Tuesday, November 5, 2002, 5:30 pm, Room Exhibit Hall B2

Session: Biointerfaces and Surfaces I
Presenter: L. Feller, Swiss Federal Institute of Technology
Authors: L. Feller, Swiss Federal Institute of Technology
N. Tirelli, Swiss Federal Institute of Technology
S.M. De Paul, Swiss Federal Institute of Technology
J.P. Bearinger, Swiss Federal Institute of Technology
A. Napoli, Swiss Federal Institute of Technology
J.A. Hubbell, Swiss Federal Institute of Technology
M. Textor, Swiss Federal Institute of Technology
Correspondent: Click to Email
The motivation of this investigation is to produce materials for applications in biosensors and biomedical materials via surface modification based on hydrophobic interactions. For this purpose we have used the physical adsorption of amphiphilic poly(propylene sulfide)-block-poly(ethylene glycol) (PPS-PEG), from a polar solvent (methanol, water). Upon deposition on a hydrophobic surface, these polymers display the biocompatible, protein-repellent PEG as the top layer and are believed to maintain this architecture when placed in either water-based model electrolytes or a physiological environment. We have chosen to apply this method of surface modification to two hydrophobic materials, poly(styrene) and Teflon-AF. These materials have already been used in biomedical applications but which require a surface biocompatibilization to reduce unfavorable foreign-body reactions. Both polymers can be produced in form of thin films (20-50 nm thickness) via spin-coating. We studied the properties of thin films of these two hydrophobic surfaces and their behavior in subsequent PPS-PEG adsorption studies. The thickness and uniformity of spin-coated surfaces are sensitive to rotation speed and concentration. For optical waveguide lightmode spectroscopy (OWLS) investigations it is necessary to have an optically transparent homogenous thin layer of ideally 12 nm thickness. We produced a series of both poly(styrene) and Teflon-AF layers of various thicknesses and characterized their homogeneity and thickness using an Atomic Force Microscope (AFM). Layer stability was characterized by dynamic contact angle measurements.
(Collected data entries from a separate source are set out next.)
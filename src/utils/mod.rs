//! Utility functions and helpers.

pub mod http;

use sha2::{Digest, Sha256};
use url::Url;

/// Resolve a potentially relative URL against a base URL.
pub fn resolve_url(base: &Url, href: &str) -> String {
    base.join(href)
        .map(|u| u.to_string())
        .unwrap_or_else(|_| href.to_string())
}

/// Hex SHA-256 digest of some bytes.
pub fn sha256_hex(bytes: &[u8]) -> String {
    hex::encode(Sha256::digest(bytes))
}
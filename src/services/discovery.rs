// src/services/discovery.rs

//! Plan discovery service.
//!
//! Lists the anchors of the procurement page and turns the ones pointing at
//! monthly plan spreadsheets into [`RemoteFile`] descriptors.

use std::sync::LazyLock;

use percent_encoding::percent_decode_str;
use regex::Regex;
use scraper::{Html, Selector};
use url::Url;

use crate::error::Result;
use crate::models::{FileId, Link, RemoteFile};
use crate::utils::http::Fetcher;
use crate::utils::resolve_url;

/// Polish month names with their ASCII-folded spelling.
const MONTHS: [(&str, &str, u32); 12] = [
    ("styczeń", "styczen", 1),
    ("luty", "luty", 2),
    ("marzec", "marzec", 3),
    ("kwiecień", "kwiecien", 4),
    ("maj", "maj", 5),
    ("czerwiec", "czerwiec", 6),
    ("lipiec", "lipiec", 7),
    ("sierpień", "sierpien", 8),
    ("wrzesień", "wrzesien", 9),
    ("październik", "pazdziernik", 10),
    ("listopad", "listopad", 11),
    ("grudzień", "grudzien", 12),
];

static YEAR_RE: LazyLock<Regex> =
    LazyLock::new(|| Regex::new(r"(?:^|\D)(20\d{2})(?:\D|$)").expect("valid year pattern"));

static VERSION_RE: LazyLock<Regex> = LazyLock::new(|| {
    Regex::new(r"(?i)(?:ver|wersja|version)[\s._]*(\d+)").expect("valid version pattern")
});

static MONTH_REVISION_RE: LazyLock<Regex> = LazyLock::new(|| {
    let names: Vec<&str> = MONTHS
        .iter()
        .flat_map(|(name, folded, _)| [*name, *folded])
        .collect();
    Regex::new(&format!(r"(?i)(?:{})\s+(\d)(?:\.0)?\b", names.join("|")))
        .expect("valid month revision pattern")
});

/// Service turning the source page into plan descriptors.
pub struct PlanDiscovery {
    extensions: Vec<String>,
}

impl PlanDiscovery {
    /// Create a discovery service accepting the given link extensions.
    pub fn new(extensions: &[String]) -> Self {
        Self {
            extensions: extensions
                .iter()
                .map(|e| e.trim_start_matches('.').to_lowercase())
                .collect(),
        }
    }

    /// Fetch the page and return every plan it advertises, in page order.
    pub async fn discover(&self, fetcher: &dyn Fetcher, page_url: &str) -> Result<Vec<RemoteFile>> {
        let html = fetcher.fetch_page(page_url).await?;
        let base = Url::parse(page_url)?;
        let links = extract_links(&html, &base);

        log::info!("Found {} links on {}", links.len(), page_url);

        let files: Vec<RemoteFile> = links
            .iter()
            .filter(|link| self.is_candidate(link))
            .filter_map(|link| {
                let file = parse_remote_file(link);
                if file.is_none() {
                    log::debug!("Ignoring link without plan period: {}", link.href);
                }
                file
            })
            .collect();

        log::info!("{} links point at procurement plans", files.len());
        Ok(files)
    }

    /// Spreadsheet link mentioning a month and a year.
    pub fn is_candidate(&self, link: &Link) -> bool {
        if !self.has_spreadsheet_extension(&link.href) {
            return false;
        }
        let haystack = combined_text(link);
        find_month(&haystack).is_some() && find_year(&haystack).is_some()
    }

    fn has_spreadsheet_extension(&self, href: &str) -> bool {
        let path = Url::parse(href)
            .map(|u| u.path().to_string())
            .unwrap_or_else(|_| href.split(['?', '#']).next().unwrap_or(href).to_string())
            .to_lowercase();

        self.extensions
            .iter()
            .any(|ext| path.ends_with(&format!(".{ext}")))
    }
}

/// All `a[href]` anchors of a document, hrefs resolved against `base`.
pub fn extract_links(html: &str, base: &Url) -> Vec<Link> {
    let document = Html::parse_document(html);
    let Ok(selector) = Selector::parse("a[href]") else {
        return Vec::new();
    };

    document
        .select(&selector)
        .filter_map(|anchor| {
            let href = anchor.value().attr("href")?.trim();
            if href.is_empty() {
                return None;
            }
            let text = anchor.text().collect::<Vec<_>>().join(" ");
            Some(Link {
                text: text.split_whitespace().collect::<Vec<_>>().join(" "),
                href: resolve_url(base, href),
            })
        })
        .collect()
}

/// Derive the plan descriptor from a link, `None` without year or month.
///
/// The display text is searched before the URL for both the year and the
/// month, since upload paths often carry unrelated dates.
pub fn parse_remote_file(link: &Link) -> Option<RemoteFile> {
    let text = link.text.to_lowercase();
    let href = decoded_href(link);

    let year = find_year(&text).or_else(|| find_year(&href))?;
    let month = find_month(&text).or_else(|| find_month(&href))?;
    let version = extract_version(&combined_text(link));

    Some(RemoteFile {
        file_id: FileId::new(year, month),
        url: link.href.clone(),
        version,
    })
}

/// Version advertised in free text; 1 when nothing is advertised.
pub fn extract_version(text: &str) -> u32 {
    VERSION_RE
        .captures(text)
        .or_else(|| MONTH_REVISION_RE.captures(text))
        .and_then(|caps| caps.get(1))
        .and_then(|m| m.as_str().parse().ok())
        .unwrap_or(1)
}

/// Month number of the earliest month name in `text`.
pub fn find_month(text: &str) -> Option<u32> {
    let lower = text.to_lowercase();
    MONTHS
        .iter()
        .flat_map(|(name, folded, num)| {
            [lower.find(*name), lower.find(*folded)]
                .into_iter()
                .flatten()
                .map(move |pos| (pos, *num))
        })
        .min_by_key(|(pos, _)| *pos)
        .map(|(_, num)| num)
}

/// First standalone `20xx` year in `text`.
pub fn find_year(text: &str) -> Option<i32> {
    YEAR_RE
        .captures(text)
        .and_then(|caps| caps.get(1))
        .and_then(|m| m.as_str().parse().ok())
}

fn combined_text(link: &Link) -> String {
    format!("{} {}", link.text.to_lowercase(), decoded_href(link))
}

/// Lowercased href with percent-escapes undone, so `grudzie%C5%84` reads as `grudzień`.
fn decoded_href(link: &Link) -> String {
    percent_decode_str(&link.href)
        .decode_utf8_lossy()
        .to_lowercase()
}
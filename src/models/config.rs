//! Application configuration structures.

use std::fs;
use std::path::{Path, PathBuf};

use serde::{Deserialize, Serialize};

use crate::error::{AppError, Result};

/// Root application configuration.
#[derive(Debug, Clone, Default, Serialize, Deserialize)]
pub struct Config {
    /// Source page and output layout
    #[serde(default)]
    pub tracker: TrackerConfig,

    /// HTTP behavior settings
    #[serde(default)]
    pub crawler: CrawlerConfig,
}

impl Config {
    /// Load configuration from a TOML file.
    pub fn load(path: impl AsRef<Path>) -> Result<Self> {
        let content = fs::read_to_string(path)?;
        Ok(toml::from_str(&content)?)
    }

    /// Load configuration or return default if loading fails.
    pub fn load_or_default(path: impl AsRef<Path>) -> Self {
        let path = path.as_ref();
        if !path.exists() {
            log::debug!("No config at {:?}, using defaults", path);
            return Self::default();
        }

        Self::load(path).unwrap_or_else(|e| {
            log::warn!("Config load failed from {:?}: {}. Using defaults.", path, e);
            Self::default()
        })
    }

    /// Validate configuration values for basic sanity.
    pub fn validate(&self) -> Result<()> {
        if self.crawler.user_agent.trim().is_empty() {
            return Err(AppError::validation("crawler.user_agent is empty"));
        }
        if self.crawler.timeout_secs == 0 {
            return Err(AppError::validation("crawler.timeout_secs must be > 0"));
        }
        if self.tracker.state_file.trim().is_empty() {
            return Err(AppError::validation("tracker.state_file is empty"));
        }
        if self.tracker.extensions.is_empty() {
            return Err(AppError::validation("tracker.extensions is empty"));
        }
        url::Url::parse(&self.tracker.source_url).map_err(|e| {
            AppError::validation(format!(
                "tracker.source_url '{}' is not a valid URL: {e}",
                self.tracker.source_url
            ))
        })?;
        Ok(())
    }
}

/// Where plans come from and where results go.
#[derive(Debug, Clone, Serialize, Deserialize)]
pub struct TrackerConfig {
    /// Page listing the procurement plan spreadsheets
    #[serde(default = "defaults::source_url")]
    pub source_url: String,

    /// Directory receiving JSON outputs and the state file
    #[serde(default = "defaults::output_dir")]
    pub output_dir: PathBuf,

    /// State file name inside `output_dir`
    #[serde(default = "defaults::state_file")]
    pub state_file: String,

    /// Link extensions treated as spreadsheets (without the dot)
    #[serde(default = "defaults::extensions")]
    pub extensions: Vec<String>,
}

impl Default for TrackerConfig {
    fn default() -> Self {
        Self {
            source_url: defaults::source_url(),
            output_dir: defaults::output_dir(),
            state_file: defaults::state_file(),
            extensions: defaults::extensions(),
        }
    }
}

/// HTTP client settings.
#[derive(Debug, Clone, Serialize, Deserialize)]
pub struct CrawlerConfig {
    /// User-Agent header for HTTP requests
    #[serde(default = "defaults::user_agent")]
    pub user_agent: String,

    /// Request timeout in seconds
    #[serde(default = "defaults::timeout")]
    pub timeout_secs: u64,

    /// Delay between spreadsheet downloads in milliseconds
    #[serde(default = "defaults::request_delay")]
    pub request_delay_ms: u64,
}

impl Default for CrawlerConfig {
    fn default() -> Self {
        Self {
            user_agent: defaults::user_agent(),
            timeout_secs: defaults::timeout(),
            request_delay_ms: defaults::request_delay(),
        }
    }
}

mod defaults {
    use std::path::PathBuf;

    // Tracker defaults
    pub fn source_url() -> String {
        "https://dzp.agh.edu.pl/dla-jednostek-agh/plany-zamowien-publicznych".into()
    }
    pub fn output_dir() -> PathBuf {
        PathBuf::from("./cpv")
    }
    pub fn state_file() -> String {
        ".procurement_tracker.json".into()
    }
    pub fn extensions() -> Vec<String> {
        vec!["xls".into(), "xlsx".into()]
    }

    // Crawler defaults
    pub fn user_agent() -> String {
        "Mozilla/5.0 (Windows NT 10.0; Win64; x64) AppleWebKit/537.36 \
         (KHTML, like Gecko) Chrome/94.0.4606.81 Safari/537.36"
            .into()
    }
    pub fn timeout() -> u64 {
        30
    }
    pub fn request_delay() -> u64 {
        0
    }
}
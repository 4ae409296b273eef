//! Service layer for the tracker.
//!
//! This module contains the business logic for:
//! - Plan discovery on the source page (`PlanDiscovery`)
//! - Row classification (`classify`)
//! - Table extraction (`extract`, `TableDecoder`)
//! - Price and code normalization (`normalize`)

pub mod classify;
mod discovery;
mod extractor;
pub mod normalize;

pub use classify::{RowClass, RowContext, classify};
pub use discovery::{PlanDiscovery, extract_links};
pub use extractor::{ExtractStats, Extraction, SpreadsheetDecoder, TableDecoder, extract, extract_bytes};
//! Pipeline entry points for plan synchronization.
//!
//! - `plan`: Decide which discovered plans need fetching
//! - `SyncRunner`: Fetch, extract and persist plans, then reconcile state

pub mod detect;
pub mod sync;

pub use detect::{Decision, plan, should_fetch};
pub use sync::{SyncRunner, SyncSummary};
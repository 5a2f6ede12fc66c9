use base64::alphabet;
use base64::engine::general_purpose::GeneralPurpose;
use base64::engine::general_purpose::GeneralPurposeConfig;
use base64::engine::DecodePaddingMode;
use base64::Engine as _;
use serde::Deserialize;
use serde_json::Map;
use serde_json::Value;

use crate::claims::JwtPayload;
use crate::error::Error;
use crate::error::Result;

/// URL-safe base64 that accepts segments with or without `=` padding.
const BASE64URL: GeneralPurpose = GeneralPurpose::new(
    &alphabet::URL_SAFE,
    GeneralPurposeConfig::new()
        .with_encode_padding(false)
        .with_decode_padding_mode(DecodePaddingMode::Indifferent),
);

/// The JOSE header fields the verifier relies on.
#[derive(Debug, Clone, PartialEq, Eq, Deserialize)]
pub struct JwtHeader {
    pub alg: String,
    #[serde(default)]
    pub kid: Option<String>,
    #[serde(default)]
    pub typ: Option<String>,
}

/// A token split into its decoded parts. Nothing here has been verified yet.
#[derive(Debug, Clone, PartialEq)]
pub struct DecodedToken {
    pub header: JwtHeader,
    /// Every header field, including the ones not modelled by [`JwtHeader`].
    pub raw_header: Map<String, Value>,
    pub payload: JwtPayload,
    pub signature: Vec<u8>,
    /// The exact `header.payload` text the signature was computed over.
    pub signed_input: String,
}

/// Split and decode a compact `header.payload.signature` token.
///
/// Any malformed segment yields [`Error::TokenInvalid`] without saying which
/// part was wrong.
pub fn decode(token: &str) -> Result<DecodedToken> {
    let mut segments = token.split('.');
    let (Some(header), Some(payload), Some(signature), None) = (
        segments.next(),
        segments.next(),
        segments.next(),
        segments.next(),
    ) else {
        return Err(Error::TokenInvalid(
            "Invalid JWT form. A JWT consists of three parts separated by dots.".to_string(),
        ));
    };

    if header.is_empty() || payload.is_empty() || signature.is_empty() {
        return Err(Error::TokenInvalid(
            "Invalid JWT form. None of the three parts may be empty.".to_string(),
        ));
    }

    let raw_header = decode_json_segment(header)?;
    let parsed_header = serde_json::from_value::<JwtHeader>(Value::Object(raw_header.clone()))
        .map_err(|_| malformed())?;
    let payload_map = decode_json_segment(payload)?;
    let signature_bytes = BASE64URL.decode(signature).map_err(|_| malformed())?;

    Ok(DecodedToken {
        header: parsed_header,
        raw_header,
        payload: JwtPayload::from(payload_map),
        signature: signature_bytes,
        signed_input: token[..header.len() + 1 + payload.len()].to_string(),
    })
}

fn decode_json_segment(segment: &str) -> Result<Map<String, Value>> {
    let bytes = BASE64URL.decode(segment).map_err(|_| malformed())?;
    serde_json::from_slice(&bytes).map_err(|_| malformed())
}

fn malformed() -> Error {
    Error::TokenInvalid("Invalid JWT. The token could not be decoded.".to_string())
}
use std::fmt;

use serde::Serialize;
use thiserror::Error;

pub type Result<T> = std::result::Result<T, Error>;

/// Internal failure raised by the decoding, key and cache layers.
///
/// Callers of the verification entry points never see this type directly;
/// it is folded into a [`TokenVerificationError`] at the orchestration boundary.
#[derive(Error, Debug)]
pub enum Error {
    #[error("Invalid JWT: {0}")]
    TokenInvalid(String),
    #[error("Unsupported JWT algorithm: {0}")]
    AlgorithmNotSupported(String),
    #[error("Invalid public key: {0}")]
    KeyInvalid(String),
    #[error("Missing local JWK. Provide the PEM public key through the jwt key option")]
    LocalJwkMissing,
    #[error("Failed to load JWKS from the remote API: {0}")]
    RemoteJwkFailedToLoad(String),
    #[error("JWKS fetch error: {0}")]
    JwksFetch(String),
    #[error(
        "Unable to find a signing key in JWKS that matches the kid='{kid}' of the provided session token. Available kids: {}",
        .available.join(", ")
    )]
    KidMismatch { kid: String, available: Vec<String> },
    #[error("Failed to resolve a key to verify the token: {0}")]
    KeyUnresolved(String),
    #[error("HTTP client error: {0}")]
    Reqwest(#[from] reqwest::Error),
}

pub(crate) fn fetch_jwks_error(error: reqwest::Error) -> Error {
    Error::JwksFetch(format!("Failed to fetch JWKS: {error}"))
}

pub(crate) fn parse_jwks_error(error: reqwest::Error) -> Error {
    Error::JwksFetch(format!("Failed to parse JWKS response: {error}"))
}

/// Machine-readable classification of a verification failure.
#[derive(Debug, Clone, Copy, PartialEq, Eq, Hash, Serialize)]
#[serde(rename_all = "kebab-case")]
pub enum ErrorReason {
    TokenInvalid,
    TokenExpired,
    TokenNotYetValid,
    TokenIatInTheFuture,
    TokenInvalidIssuer,
    TokenInvalidAuthorizedParties,
    TokenInvalidAudience,
    TokenInvalidAlgorithm,
    JwkLocalMissing,
    JwkRemoteFailedToLoad,
    JwkKidMismatch,
    JwkFailedToResolve,
    JwkInvalid,
}

impl ErrorReason {
    pub fn as_str(&self) -> &'static str {
        match self {
            Self::TokenInvalid => "token-invalid",
            Self::TokenExpired => "token-expired",
            Self::TokenNotYetValid => "token-not-yet-valid",
            Self::TokenIatInTheFuture => "token-iat-in-the-future",
            Self::TokenInvalidIssuer => "token-invalid-issuer",
            Self::TokenInvalidAuthorizedParties => "token-invalid-authorized-parties",
            Self::TokenInvalidAudience => "token-invalid-audience",
            Self::TokenInvalidAlgorithm => "token-invalid-algorithm",
            Self::JwkLocalMissing => "jwk-local-missing",
            Self::JwkRemoteFailedToLoad => "jwk-remote-failed-to-load",
            Self::JwkKidMismatch => "jwk-kid-mismatch",
            Self::JwkFailedToResolve => "jwk-failed-to-resolve",
            Self::JwkInvalid => "jwk-invalid",
        }
    }
}

impl fmt::Display for ErrorReason {
    fn fmt(&self, f: &mut fmt::Formatter<'_>) -> fmt::Result {
        f.write_str(self.as_str())
    }
}

/// Remediation hint attached to a verification failure.
#[derive(Debug, Clone, Copy, PartialEq, Eq, Hash, Serialize)]
#[serde(rename_all = "kebab-case")]
pub enum ErrorAction {
    ContactSupport,
    EnsureValidToken,
    SetJwtKey,
    SetSecretKey,
    EnsureClockSync,
    CheckKeyConfiguration,
}

impl ErrorAction {
    pub fn as_str(&self) -> &'static str {
        match self {
            Self::ContactSupport => "Contact support to resolve this issue.",
            Self::EnsureValidToken => "Make sure that this is a valid session token.",
            Self::SetJwtKey => "Set the jwt key option to the PEM public key of your instance.",
            Self::SetSecretKey => "Set the secret key option or the CLERK_SECRET_KEY environment variable.",
            Self::EnsureClockSync => "Make sure your system clock is in sync (e.g. turn off and on automatic time synchronization).",
            Self::CheckKeyConfiguration => "Go to your dashboard and validate your secret and public keys are correct.",
        }
    }
}

impl fmt::Display for ErrorAction {
    fn fmt(&self, f: &mut fmt::Formatter<'_>) -> fmt::Result {
        f.write_str(self.as_str())
    }
}

/// A structured verification failure returned to callers.
#[derive(Error, Debug, Clone, PartialEq, Eq, Serialize)]
#[error("{message} (reason={reason})")]
pub struct TokenVerificationError {
    pub reason: ErrorReason,
    pub message: String,
    #[serde(skip_serializing_if = "Option::is_none")]
    pub action: Option<ErrorAction>,
}

impl TokenVerificationError {
    pub fn new(reason: ErrorReason, message: impl Into<String>) -> Self {
        Self {
            reason,
            message: message.into(),
            action: None,
        }
    }

    pub fn with_action(mut self, action: ErrorAction) -> Self {
        self.action = Some(action);
        self
    }
}

impl From<Error> for TokenVerificationError {
    fn from(error: Error) -> Self {
        let message = error.to_string();
        match error {
            Error::TokenInvalid(_) => TokenVerificationError::new(ErrorReason::TokenInvalid, message)
                .with_action(ErrorAction::EnsureValidToken),
            Error::AlgorithmNotSupported(_) => {
                TokenVerificationError::new(ErrorReason::TokenInvalidAlgorithm, message)
            }
            Error::KeyInvalid(_) => TokenVerificationError::new(ErrorReason::JwkInvalid, message)
                .with_action(ErrorAction::CheckKeyConfiguration),
            Error::LocalJwkMissing => TokenVerificationError::new(ErrorReason::JwkLocalMissing, message)
                .with_action(ErrorAction::SetJwtKey),
            Error::RemoteJwkFailedToLoad(_) | Error::JwksFetch(_) | Error::Reqwest(_) => {
                TokenVerificationError::new(ErrorReason::JwkRemoteFailedToLoad, message)
                    .with_action(ErrorAction::ContactSupport)
            }
            Error::KidMismatch { .. } => TokenVerificationError::new(ErrorReason::JwkKidMismatch, message)
                .with_action(ErrorAction::CheckKeyConfiguration),
            Error::KeyUnresolved(_) => {
                TokenVerificationError::new(ErrorReason::JwkFailedToResolve, message)
                    .with_action(ErrorAction::SetSecretKey)
            }
        }
    }
}
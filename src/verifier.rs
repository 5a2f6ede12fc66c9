use std::sync::Arc;

use async_trait::async_trait;
use tracing::debug;
use tracing::instrument;

use crate::claims::validate_claims;
use crate::claims::JwtPayload;
use crate::config::VerifyJwtOptions;
use crate::config::VerifyTokenOptions;
use crate::error::Error;
use crate::error::ErrorAction;
use crate::error::ErrorReason;
use crate::error::Result;
use crate::error::TokenVerificationError;
use crate::jwks_cache::JwksCache;
use crate::jwks_cache::RemoteKeyRequest;
use crate::keys::load_local_key;
use crate::keys::parse_algorithm;
use crate::keys::verify_signature;
use crate::keys::PublicKey;
use crate::token::decode;
use crate::token::DecodedToken;

/// Outcome of a verification: the validated payload or every reason it was rejected.
pub type VerificationResult = std::result::Result<JwtPayload, Vec<TokenVerificationError>>;

/// Trait for JWT verification
#[async_trait]
pub trait VerifyJwt {
    /// Verify a token and return its payload
    async fn verify(&self, token: &str) -> VerificationResult;
}

/// Verify a token against an already resolved key.
///
/// `now` is the current time in Unix-epoch seconds.
pub fn verify_jwt(token: &str, options: &VerifyJwtOptions, now: i64) -> VerificationResult {
    let decoded = decode(token).map_err(into_errors)?;
    check_header(&decoded).map_err(into_errors)?;
    let signature = check_signature(&decoded, &options.key).map_err(into_errors)?;

    let claims = validate_claims(&decoded.payload, &options.policy, now);
    finish(decoded.payload, signature, claims)
}

/// Verify a token, resolving its key from the options: the local key when one
/// is configured, otherwise the remote key set through `cache`.
#[instrument(skip_all)]
pub async fn verify_token(
    token: &str,
    options: &VerifyTokenOptions,
    cache: &JwksCache,
) -> VerificationResult {
    let decoded = decode(token).map_err(into_errors)?;
    check_header(&decoded).map_err(into_errors)?;

    let key = resolve_key(&decoded, options, cache)
        .await
        .map_err(into_errors)?;
    let signature = check_signature(&decoded, &key).map_err(into_errors)?;

    let now = options.clock.unix_seconds();
    let claims = validate_claims(&decoded.payload, &options.policy, now);

    let payload = finish(decoded.payload, signature, claims)?;
    debug!(kid = ?decoded.header.kid, "Token verified");
    Ok(payload)
}

fn check_header(decoded: &DecodedToken) -> Result<()> {
    if let Some(typ) = decoded.header.typ.as_deref() {
        if typ != "JWT" {
            return Err(Error::TokenInvalid(format!(
                "Invalid JWT type {typ:?}. Expected \"JWT\"."
            )));
        }
    }

    parse_algorithm(&decoded.header.alg)?;
    Ok(())
}

async fn resolve_key(
    decoded: &DecodedToken,
    options: &VerifyTokenOptions,
    cache: &JwksCache,
) -> Result<PublicKey> {
    if let Some(jwt_key) = options.jwt_key() {
        debug!("Using local JWT key");
        return load_local_key(Some(jwt_key));
    }

    if options.secret_key.is_none() {
        return Err(Error::KeyUnresolved(
            "Failed to resolve JWK during verification. Configure a JWT key or a secret key"
                .to_string(),
        ));
    }

    let kid = decoded.header.kid.as_deref().ok_or_else(|| {
        Error::TokenInvalid("JWT has no key id (kid) header. Cannot select a remote key".to_string())
    })?;

    let request = RemoteKeyRequest {
        kid,
        secret_key: options.secret_key.as_deref(),
        api_url: &options.api_url,
        skip_jwks_cache: options.skip_jwks_cache,
        // A configured local key returns above, so it never reaches the cache here
        local_key_configured: false,
    };

    cache.load_remote_key(&request).await.map(PublicKey::from)
}

/// A mismatching signature is not an error here; it is reported by [`finish`]
/// together with the claim failures.
fn check_signature(
    decoded: &DecodedToken,
    key: &PublicKey,
) -> Result<Option<TokenVerificationError>> {
    if verify_signature(decoded, key)? {
        return Ok(None);
    }

    Ok(Some(
        TokenVerificationError::new(ErrorReason::TokenInvalid, "JWT signature is invalid.")
            .with_action(ErrorAction::EnsureValidToken),
    ))
}

// Claim failures such as expiry are reported even when the signature is wrong.
fn finish(
    payload: JwtPayload,
    signature_error: Option<TokenVerificationError>,
    claims: std::result::Result<(), Vec<TokenVerificationError>>,
) -> VerificationResult {
    let mut errors = signature_error.into_iter().collect::<Vec<_>>();
    if let Err(claim_errors) = claims {
        errors.extend(claim_errors);
    }

    if errors.is_empty() {
        Ok(payload)
    } else {
        Err(errors)
    }
}

fn into_errors(error: Error) -> Vec<TokenVerificationError> {
    debug!(%error, "Token rejected");
    vec![error.into()]
}

/// Token verifier bundling its options with a shared JWKS cache
#[derive(Debug, Clone)]
pub struct TokenVerifier {
    options: VerifyTokenOptions,
    jwks: Arc<JwksCache>,
}

impl TokenVerifier {
    /// Create a verifier with its own JWKS cache
    ///
    /// # Errors
    /// Returns `Error::Reqwest` if the HTTP client cannot be built
    pub fn new(options: VerifyTokenOptions) -> Result<Self> {
        Ok(Self::with_cache(options, Arc::new(JwksCache::new()?)))
    }

    /// Create a verifier sharing an existing JWKS cache
    pub fn with_cache(options: VerifyTokenOptions, jwks: Arc<JwksCache>) -> Self {
        Self { options, jwks }
    }

    /// Create a verifier configured from the `CLERK_*` environment variables
    pub fn from_env() -> Result<Self> {
        Self::new(VerifyTokenOptions::from_env())
    }

    pub fn options(&self) -> &VerifyTokenOptions {
        &self.options
    }

    pub fn jwks_cache(&self) -> &Arc<JwksCache> {
        &self.jwks
    }
}

#[async_trait]
impl VerifyJwt for TokenVerifier {
    async fn verify(&self, token: &str) -> VerificationResult {
        verify_token(token, &self.options, &self.jwks).await
    }
}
The adsorption of PPS-PEG block copolymers through hydrophobic interactions was subsequently studied by OWLS. PPS-PEG demonstrated good adsorption on both surfaces, showing complete and stable coverage under physiological conditions. Preliminary experiments have also shown that the deposited layers strongly decrease the protein adsorption on such substrates.